• **Prompt**
Using the material below, state how many of its lines contain the string "WindowEdge", with no other words.

+ + + + +

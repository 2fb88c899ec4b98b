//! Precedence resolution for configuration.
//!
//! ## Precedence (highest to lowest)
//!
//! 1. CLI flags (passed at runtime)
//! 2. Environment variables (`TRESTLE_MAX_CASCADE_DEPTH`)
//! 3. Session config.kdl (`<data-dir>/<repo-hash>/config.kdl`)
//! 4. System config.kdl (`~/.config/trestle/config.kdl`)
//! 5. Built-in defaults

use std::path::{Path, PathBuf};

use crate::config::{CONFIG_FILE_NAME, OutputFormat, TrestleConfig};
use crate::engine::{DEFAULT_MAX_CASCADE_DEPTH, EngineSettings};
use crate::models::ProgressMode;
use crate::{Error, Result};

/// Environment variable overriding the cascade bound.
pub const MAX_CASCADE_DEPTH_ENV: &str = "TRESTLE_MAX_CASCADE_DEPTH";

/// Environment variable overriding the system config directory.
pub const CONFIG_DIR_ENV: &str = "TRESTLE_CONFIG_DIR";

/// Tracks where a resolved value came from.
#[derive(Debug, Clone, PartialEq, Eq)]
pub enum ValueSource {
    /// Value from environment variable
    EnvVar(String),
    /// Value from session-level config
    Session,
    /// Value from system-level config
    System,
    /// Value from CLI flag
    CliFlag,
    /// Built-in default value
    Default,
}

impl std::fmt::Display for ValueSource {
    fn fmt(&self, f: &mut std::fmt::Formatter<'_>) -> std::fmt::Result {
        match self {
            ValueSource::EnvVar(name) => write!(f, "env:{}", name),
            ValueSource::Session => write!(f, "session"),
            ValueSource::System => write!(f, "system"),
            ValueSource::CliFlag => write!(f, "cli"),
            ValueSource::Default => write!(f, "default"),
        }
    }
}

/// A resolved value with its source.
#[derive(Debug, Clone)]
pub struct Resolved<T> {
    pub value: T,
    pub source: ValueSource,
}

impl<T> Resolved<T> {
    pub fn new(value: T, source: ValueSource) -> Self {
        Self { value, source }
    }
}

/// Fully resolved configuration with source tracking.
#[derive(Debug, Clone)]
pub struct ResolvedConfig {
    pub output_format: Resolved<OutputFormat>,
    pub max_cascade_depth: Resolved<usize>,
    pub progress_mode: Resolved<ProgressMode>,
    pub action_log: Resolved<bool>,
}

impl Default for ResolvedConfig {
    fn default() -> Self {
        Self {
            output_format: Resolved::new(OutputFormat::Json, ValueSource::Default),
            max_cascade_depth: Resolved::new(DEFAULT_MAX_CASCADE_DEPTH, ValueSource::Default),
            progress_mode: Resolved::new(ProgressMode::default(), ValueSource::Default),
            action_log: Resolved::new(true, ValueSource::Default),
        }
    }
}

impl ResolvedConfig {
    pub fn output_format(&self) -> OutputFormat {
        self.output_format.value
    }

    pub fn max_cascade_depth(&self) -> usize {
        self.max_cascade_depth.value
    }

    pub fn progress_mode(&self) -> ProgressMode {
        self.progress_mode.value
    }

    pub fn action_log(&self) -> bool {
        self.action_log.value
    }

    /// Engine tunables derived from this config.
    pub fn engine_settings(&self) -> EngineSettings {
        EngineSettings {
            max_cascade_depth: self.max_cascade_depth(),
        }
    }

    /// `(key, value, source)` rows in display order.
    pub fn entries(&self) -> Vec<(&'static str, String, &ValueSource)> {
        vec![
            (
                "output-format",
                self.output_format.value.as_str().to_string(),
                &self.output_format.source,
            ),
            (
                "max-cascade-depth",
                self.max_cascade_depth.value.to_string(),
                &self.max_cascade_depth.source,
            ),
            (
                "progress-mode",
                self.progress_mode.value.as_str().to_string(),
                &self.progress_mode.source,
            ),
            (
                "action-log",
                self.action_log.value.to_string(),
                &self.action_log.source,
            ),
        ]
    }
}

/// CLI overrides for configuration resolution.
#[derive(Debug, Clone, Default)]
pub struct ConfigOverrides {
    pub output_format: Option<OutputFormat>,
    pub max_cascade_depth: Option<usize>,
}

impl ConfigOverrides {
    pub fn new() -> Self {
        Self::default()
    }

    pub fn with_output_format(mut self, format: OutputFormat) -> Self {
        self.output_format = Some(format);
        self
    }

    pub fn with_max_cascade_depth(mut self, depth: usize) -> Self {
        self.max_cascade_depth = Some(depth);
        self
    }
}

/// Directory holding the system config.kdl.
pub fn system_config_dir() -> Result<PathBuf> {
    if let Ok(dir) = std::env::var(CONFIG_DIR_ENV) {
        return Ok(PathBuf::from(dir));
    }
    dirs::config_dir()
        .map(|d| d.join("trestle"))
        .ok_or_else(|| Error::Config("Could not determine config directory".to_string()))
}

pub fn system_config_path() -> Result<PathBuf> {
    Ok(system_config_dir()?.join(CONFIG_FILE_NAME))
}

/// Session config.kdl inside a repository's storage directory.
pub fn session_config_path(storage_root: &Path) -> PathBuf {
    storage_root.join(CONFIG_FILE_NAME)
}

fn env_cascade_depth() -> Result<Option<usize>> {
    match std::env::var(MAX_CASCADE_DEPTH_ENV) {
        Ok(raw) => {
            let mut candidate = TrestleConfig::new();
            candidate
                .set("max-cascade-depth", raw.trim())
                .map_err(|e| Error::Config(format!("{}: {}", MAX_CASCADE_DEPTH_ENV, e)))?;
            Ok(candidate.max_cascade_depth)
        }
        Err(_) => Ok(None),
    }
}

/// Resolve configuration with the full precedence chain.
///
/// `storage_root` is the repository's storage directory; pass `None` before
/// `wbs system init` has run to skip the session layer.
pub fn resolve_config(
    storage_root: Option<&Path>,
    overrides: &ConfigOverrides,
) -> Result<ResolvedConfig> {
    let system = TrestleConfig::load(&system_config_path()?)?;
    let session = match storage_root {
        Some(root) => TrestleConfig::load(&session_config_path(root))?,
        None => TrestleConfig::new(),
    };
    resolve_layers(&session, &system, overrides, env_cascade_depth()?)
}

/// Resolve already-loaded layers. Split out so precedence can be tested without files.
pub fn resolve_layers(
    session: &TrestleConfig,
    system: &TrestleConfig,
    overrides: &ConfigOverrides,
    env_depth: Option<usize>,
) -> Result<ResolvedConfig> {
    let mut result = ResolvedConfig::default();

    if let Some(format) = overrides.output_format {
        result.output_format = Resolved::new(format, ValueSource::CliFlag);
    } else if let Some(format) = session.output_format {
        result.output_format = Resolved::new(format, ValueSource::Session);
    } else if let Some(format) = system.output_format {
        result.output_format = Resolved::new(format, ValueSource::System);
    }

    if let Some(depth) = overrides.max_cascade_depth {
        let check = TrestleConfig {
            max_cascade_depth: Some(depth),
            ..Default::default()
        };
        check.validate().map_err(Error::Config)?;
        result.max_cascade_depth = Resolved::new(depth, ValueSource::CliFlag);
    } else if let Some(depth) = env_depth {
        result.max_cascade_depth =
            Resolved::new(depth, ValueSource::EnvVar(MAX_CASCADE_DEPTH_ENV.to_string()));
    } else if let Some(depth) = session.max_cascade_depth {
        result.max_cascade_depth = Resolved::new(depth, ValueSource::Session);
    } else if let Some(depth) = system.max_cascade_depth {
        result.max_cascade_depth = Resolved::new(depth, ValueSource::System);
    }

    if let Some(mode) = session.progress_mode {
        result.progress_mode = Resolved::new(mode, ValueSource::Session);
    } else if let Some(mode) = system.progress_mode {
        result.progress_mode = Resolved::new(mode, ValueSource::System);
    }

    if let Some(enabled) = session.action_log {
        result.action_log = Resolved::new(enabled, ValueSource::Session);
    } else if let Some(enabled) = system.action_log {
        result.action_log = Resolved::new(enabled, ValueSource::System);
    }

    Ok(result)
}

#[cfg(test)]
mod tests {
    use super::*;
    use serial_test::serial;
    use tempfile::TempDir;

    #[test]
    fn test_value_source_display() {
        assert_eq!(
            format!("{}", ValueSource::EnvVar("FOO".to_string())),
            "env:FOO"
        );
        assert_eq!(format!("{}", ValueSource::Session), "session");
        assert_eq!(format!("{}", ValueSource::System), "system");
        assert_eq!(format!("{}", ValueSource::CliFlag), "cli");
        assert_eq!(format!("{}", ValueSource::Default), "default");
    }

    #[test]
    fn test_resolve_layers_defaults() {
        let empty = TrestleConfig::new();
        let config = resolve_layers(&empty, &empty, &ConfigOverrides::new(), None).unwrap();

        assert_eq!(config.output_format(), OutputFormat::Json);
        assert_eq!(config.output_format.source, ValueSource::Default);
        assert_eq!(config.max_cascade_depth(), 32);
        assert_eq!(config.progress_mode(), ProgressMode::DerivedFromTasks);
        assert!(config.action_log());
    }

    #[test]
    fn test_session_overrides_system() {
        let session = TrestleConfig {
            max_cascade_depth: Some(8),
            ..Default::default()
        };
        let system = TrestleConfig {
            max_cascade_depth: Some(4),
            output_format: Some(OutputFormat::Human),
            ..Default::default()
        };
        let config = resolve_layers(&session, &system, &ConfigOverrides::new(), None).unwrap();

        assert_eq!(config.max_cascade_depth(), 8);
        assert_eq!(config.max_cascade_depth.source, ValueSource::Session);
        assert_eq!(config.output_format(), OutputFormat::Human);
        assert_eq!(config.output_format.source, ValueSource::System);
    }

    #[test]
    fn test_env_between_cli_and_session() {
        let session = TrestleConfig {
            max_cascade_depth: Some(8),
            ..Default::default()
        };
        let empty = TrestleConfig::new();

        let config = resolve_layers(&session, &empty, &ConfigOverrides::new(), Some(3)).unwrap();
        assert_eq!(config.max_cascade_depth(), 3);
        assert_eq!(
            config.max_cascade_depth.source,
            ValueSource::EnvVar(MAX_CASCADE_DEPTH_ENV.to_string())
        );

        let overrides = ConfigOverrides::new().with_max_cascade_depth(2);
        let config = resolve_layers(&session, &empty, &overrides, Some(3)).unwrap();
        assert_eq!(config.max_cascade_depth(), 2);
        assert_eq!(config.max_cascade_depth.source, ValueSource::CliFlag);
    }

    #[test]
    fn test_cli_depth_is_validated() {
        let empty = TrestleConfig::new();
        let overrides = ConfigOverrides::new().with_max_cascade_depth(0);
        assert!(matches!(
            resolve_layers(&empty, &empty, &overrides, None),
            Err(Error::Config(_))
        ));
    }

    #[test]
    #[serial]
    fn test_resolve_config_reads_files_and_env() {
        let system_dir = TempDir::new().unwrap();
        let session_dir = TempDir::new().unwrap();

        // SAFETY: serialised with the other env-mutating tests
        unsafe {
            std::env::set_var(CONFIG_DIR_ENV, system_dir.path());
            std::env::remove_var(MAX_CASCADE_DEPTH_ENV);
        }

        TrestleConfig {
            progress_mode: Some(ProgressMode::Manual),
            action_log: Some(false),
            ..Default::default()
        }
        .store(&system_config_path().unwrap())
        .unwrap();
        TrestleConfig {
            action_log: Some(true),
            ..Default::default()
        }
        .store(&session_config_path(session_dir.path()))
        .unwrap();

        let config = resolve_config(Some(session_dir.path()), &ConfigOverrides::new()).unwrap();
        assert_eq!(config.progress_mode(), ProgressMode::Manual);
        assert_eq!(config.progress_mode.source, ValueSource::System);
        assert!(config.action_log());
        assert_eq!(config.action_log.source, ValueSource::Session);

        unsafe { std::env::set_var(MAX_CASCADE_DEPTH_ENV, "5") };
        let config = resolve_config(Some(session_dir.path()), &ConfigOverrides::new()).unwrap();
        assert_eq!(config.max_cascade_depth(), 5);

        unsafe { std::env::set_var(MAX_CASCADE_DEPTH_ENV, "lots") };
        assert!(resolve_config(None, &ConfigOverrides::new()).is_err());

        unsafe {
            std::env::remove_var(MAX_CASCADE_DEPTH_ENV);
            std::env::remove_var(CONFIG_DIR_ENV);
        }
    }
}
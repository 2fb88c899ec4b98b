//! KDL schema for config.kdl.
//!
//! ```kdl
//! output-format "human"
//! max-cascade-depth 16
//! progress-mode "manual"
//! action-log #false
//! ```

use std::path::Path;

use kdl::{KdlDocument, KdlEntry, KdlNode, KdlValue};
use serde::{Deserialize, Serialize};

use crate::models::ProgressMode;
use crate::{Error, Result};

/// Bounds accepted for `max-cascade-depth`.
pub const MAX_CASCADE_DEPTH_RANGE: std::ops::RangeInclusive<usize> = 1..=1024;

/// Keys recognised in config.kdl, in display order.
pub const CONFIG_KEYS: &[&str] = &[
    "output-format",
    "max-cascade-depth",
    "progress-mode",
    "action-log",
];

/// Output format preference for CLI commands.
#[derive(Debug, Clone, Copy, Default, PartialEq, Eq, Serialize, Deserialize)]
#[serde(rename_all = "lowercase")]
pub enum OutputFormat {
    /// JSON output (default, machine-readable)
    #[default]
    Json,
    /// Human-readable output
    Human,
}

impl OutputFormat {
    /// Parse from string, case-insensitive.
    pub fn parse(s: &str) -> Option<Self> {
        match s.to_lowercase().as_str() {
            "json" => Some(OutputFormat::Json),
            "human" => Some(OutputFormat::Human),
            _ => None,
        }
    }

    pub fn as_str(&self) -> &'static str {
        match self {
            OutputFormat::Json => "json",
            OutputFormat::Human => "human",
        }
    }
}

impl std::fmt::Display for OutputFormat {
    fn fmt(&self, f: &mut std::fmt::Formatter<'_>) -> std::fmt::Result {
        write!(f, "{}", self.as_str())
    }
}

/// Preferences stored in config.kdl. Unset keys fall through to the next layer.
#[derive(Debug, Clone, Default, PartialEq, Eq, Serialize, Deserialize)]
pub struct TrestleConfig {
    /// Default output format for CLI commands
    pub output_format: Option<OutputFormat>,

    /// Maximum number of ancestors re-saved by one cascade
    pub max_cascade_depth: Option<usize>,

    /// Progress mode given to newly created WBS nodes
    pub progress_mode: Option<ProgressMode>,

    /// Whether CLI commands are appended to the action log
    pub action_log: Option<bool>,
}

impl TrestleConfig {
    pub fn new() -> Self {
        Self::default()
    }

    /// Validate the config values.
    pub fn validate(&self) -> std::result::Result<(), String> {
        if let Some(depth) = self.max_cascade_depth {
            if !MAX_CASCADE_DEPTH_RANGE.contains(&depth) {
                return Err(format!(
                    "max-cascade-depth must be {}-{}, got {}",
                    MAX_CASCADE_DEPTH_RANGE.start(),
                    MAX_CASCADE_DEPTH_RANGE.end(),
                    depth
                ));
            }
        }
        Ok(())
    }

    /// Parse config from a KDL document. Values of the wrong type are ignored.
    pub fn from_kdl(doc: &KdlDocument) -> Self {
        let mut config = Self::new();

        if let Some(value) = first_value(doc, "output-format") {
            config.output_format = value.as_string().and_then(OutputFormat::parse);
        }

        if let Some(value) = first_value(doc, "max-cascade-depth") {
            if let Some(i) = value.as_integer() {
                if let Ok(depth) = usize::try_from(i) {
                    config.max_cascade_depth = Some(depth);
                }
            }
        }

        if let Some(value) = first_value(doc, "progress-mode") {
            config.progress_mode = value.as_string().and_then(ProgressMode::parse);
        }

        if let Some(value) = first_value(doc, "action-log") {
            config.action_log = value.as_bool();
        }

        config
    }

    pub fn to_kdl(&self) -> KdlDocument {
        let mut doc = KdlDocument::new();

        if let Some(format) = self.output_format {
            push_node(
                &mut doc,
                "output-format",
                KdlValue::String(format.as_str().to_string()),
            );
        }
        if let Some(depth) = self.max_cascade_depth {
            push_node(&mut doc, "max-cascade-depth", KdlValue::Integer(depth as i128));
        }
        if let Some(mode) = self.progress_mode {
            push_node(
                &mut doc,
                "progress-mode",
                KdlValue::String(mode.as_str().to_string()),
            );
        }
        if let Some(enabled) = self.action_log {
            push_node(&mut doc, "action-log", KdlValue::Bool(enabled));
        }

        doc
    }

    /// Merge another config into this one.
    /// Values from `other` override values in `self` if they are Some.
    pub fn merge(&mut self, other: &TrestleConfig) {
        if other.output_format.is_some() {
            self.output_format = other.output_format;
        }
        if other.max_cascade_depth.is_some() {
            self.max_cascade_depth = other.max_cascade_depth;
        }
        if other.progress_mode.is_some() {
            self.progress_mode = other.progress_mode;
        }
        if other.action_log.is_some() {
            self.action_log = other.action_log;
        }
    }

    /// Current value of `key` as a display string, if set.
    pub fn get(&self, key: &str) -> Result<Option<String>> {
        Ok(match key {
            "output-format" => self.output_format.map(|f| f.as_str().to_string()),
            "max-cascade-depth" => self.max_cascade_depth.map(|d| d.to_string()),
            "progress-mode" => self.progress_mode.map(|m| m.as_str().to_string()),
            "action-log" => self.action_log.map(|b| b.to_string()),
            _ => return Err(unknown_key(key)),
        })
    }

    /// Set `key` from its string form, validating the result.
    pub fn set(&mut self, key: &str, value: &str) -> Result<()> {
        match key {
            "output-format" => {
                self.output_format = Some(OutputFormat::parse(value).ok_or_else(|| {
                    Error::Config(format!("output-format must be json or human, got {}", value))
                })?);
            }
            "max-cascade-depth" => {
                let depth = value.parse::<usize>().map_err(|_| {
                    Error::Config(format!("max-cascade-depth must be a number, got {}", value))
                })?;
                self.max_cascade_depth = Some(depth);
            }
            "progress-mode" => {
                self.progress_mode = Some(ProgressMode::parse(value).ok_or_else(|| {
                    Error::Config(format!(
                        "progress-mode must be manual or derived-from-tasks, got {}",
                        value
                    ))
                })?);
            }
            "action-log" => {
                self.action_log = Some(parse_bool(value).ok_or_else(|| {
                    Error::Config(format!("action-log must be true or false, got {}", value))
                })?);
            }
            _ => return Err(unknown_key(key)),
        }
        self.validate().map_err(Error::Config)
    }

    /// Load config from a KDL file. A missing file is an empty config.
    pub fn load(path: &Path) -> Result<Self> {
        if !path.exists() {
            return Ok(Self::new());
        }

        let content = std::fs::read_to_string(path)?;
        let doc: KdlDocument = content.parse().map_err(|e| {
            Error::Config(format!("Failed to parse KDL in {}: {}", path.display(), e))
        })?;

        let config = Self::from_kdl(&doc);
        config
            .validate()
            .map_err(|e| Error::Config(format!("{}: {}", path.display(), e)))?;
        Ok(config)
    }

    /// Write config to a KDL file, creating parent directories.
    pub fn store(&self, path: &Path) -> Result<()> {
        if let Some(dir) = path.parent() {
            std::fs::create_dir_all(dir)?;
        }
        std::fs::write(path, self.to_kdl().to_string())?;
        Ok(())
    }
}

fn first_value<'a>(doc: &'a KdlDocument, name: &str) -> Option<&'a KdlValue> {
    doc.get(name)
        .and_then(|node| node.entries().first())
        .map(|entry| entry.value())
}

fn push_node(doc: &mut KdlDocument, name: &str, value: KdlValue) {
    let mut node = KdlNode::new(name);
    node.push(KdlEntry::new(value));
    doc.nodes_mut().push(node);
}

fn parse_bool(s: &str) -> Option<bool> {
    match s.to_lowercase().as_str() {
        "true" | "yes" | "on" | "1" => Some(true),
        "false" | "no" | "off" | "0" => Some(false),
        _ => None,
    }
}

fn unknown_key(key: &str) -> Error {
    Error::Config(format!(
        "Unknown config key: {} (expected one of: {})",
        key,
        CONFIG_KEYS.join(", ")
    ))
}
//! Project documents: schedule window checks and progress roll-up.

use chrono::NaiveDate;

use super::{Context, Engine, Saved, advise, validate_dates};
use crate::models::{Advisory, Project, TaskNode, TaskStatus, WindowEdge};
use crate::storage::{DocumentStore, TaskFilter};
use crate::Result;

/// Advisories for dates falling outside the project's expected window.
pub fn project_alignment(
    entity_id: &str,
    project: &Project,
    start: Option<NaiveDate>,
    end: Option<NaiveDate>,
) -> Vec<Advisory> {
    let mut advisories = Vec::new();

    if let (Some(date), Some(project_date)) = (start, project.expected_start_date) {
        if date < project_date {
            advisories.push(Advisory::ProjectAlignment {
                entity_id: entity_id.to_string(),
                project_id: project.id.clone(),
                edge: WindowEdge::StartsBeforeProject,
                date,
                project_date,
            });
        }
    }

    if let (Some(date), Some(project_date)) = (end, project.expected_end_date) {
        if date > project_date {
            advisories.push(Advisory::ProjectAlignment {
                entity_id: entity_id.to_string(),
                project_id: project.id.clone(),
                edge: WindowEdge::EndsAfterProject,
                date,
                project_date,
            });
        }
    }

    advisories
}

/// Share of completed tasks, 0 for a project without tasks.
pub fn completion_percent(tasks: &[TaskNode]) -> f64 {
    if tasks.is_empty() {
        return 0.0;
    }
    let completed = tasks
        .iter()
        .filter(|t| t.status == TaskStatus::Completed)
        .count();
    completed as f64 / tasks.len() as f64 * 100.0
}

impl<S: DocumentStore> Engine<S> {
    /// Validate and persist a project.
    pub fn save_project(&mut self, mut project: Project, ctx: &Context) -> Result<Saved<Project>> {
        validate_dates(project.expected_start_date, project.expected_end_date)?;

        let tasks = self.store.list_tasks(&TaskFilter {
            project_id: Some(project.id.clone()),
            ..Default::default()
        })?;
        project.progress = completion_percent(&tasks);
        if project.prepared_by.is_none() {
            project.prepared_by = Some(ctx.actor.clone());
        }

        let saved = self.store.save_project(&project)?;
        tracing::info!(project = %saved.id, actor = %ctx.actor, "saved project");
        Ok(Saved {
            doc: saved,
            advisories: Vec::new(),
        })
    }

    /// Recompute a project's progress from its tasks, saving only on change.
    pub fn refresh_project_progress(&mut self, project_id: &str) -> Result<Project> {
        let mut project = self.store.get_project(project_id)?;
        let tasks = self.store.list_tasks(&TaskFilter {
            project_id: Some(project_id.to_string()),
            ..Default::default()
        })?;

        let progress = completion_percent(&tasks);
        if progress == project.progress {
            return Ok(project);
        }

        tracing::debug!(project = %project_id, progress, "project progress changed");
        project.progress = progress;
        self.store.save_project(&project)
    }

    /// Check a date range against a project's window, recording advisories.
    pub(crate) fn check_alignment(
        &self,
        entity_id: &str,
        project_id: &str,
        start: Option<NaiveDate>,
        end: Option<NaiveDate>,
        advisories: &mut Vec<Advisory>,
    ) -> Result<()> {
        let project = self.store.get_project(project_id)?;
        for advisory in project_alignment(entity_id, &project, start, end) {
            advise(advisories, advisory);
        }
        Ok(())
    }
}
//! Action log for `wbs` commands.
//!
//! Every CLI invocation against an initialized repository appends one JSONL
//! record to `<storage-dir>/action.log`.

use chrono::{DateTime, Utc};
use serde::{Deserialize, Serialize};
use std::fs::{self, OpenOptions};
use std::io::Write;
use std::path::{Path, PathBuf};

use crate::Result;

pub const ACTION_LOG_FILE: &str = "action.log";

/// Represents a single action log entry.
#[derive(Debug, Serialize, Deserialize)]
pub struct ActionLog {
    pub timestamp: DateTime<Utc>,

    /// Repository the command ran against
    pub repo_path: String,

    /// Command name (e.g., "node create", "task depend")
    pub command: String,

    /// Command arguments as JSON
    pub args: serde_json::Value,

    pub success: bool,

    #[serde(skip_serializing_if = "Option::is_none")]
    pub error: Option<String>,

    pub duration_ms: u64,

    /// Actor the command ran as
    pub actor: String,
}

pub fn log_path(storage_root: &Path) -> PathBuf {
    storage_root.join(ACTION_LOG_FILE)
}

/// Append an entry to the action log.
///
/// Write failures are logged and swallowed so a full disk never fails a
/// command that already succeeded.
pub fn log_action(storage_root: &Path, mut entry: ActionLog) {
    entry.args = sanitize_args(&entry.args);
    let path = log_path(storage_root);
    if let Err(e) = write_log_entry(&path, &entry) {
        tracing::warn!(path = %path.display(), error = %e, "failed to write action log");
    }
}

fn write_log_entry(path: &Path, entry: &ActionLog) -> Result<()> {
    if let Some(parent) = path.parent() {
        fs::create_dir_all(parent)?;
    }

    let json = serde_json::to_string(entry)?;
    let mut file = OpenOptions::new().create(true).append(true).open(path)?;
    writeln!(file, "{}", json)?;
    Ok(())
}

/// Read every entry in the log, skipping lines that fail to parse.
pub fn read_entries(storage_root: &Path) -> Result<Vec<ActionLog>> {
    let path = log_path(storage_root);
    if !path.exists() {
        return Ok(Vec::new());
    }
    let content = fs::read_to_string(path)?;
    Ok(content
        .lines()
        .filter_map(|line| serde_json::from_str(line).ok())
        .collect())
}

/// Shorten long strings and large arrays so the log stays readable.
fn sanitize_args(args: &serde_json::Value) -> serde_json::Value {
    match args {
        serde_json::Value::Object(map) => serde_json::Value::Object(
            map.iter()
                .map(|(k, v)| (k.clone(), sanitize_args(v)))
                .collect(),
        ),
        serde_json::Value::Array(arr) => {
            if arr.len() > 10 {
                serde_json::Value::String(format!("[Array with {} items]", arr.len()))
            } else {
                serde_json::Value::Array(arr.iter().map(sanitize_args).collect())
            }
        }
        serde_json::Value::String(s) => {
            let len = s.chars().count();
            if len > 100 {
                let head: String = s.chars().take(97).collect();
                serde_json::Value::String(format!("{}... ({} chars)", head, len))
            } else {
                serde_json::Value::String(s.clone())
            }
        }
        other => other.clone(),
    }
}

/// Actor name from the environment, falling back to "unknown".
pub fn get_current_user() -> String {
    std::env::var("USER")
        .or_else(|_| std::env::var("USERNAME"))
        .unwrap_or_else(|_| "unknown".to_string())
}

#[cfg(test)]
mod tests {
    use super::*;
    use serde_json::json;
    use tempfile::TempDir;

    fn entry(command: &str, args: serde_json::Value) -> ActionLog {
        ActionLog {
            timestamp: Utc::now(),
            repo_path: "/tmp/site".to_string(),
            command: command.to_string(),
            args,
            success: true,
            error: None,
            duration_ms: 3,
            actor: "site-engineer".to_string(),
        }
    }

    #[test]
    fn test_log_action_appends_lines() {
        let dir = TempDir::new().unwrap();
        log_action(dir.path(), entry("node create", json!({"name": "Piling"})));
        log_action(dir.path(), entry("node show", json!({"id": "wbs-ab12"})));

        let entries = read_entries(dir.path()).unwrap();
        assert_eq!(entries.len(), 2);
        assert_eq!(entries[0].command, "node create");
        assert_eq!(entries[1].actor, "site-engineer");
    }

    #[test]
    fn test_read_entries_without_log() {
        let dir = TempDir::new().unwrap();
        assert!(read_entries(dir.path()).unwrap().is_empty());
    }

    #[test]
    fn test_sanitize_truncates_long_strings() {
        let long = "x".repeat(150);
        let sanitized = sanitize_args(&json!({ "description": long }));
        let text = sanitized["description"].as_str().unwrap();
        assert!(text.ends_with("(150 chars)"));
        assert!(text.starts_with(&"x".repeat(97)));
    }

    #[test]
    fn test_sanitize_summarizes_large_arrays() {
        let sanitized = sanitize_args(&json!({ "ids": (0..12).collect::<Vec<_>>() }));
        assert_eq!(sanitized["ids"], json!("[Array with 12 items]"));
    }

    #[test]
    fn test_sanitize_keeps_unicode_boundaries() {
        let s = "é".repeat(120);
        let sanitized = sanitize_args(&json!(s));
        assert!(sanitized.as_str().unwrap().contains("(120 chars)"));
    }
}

+ + + + +

• **Output of the exercise**
3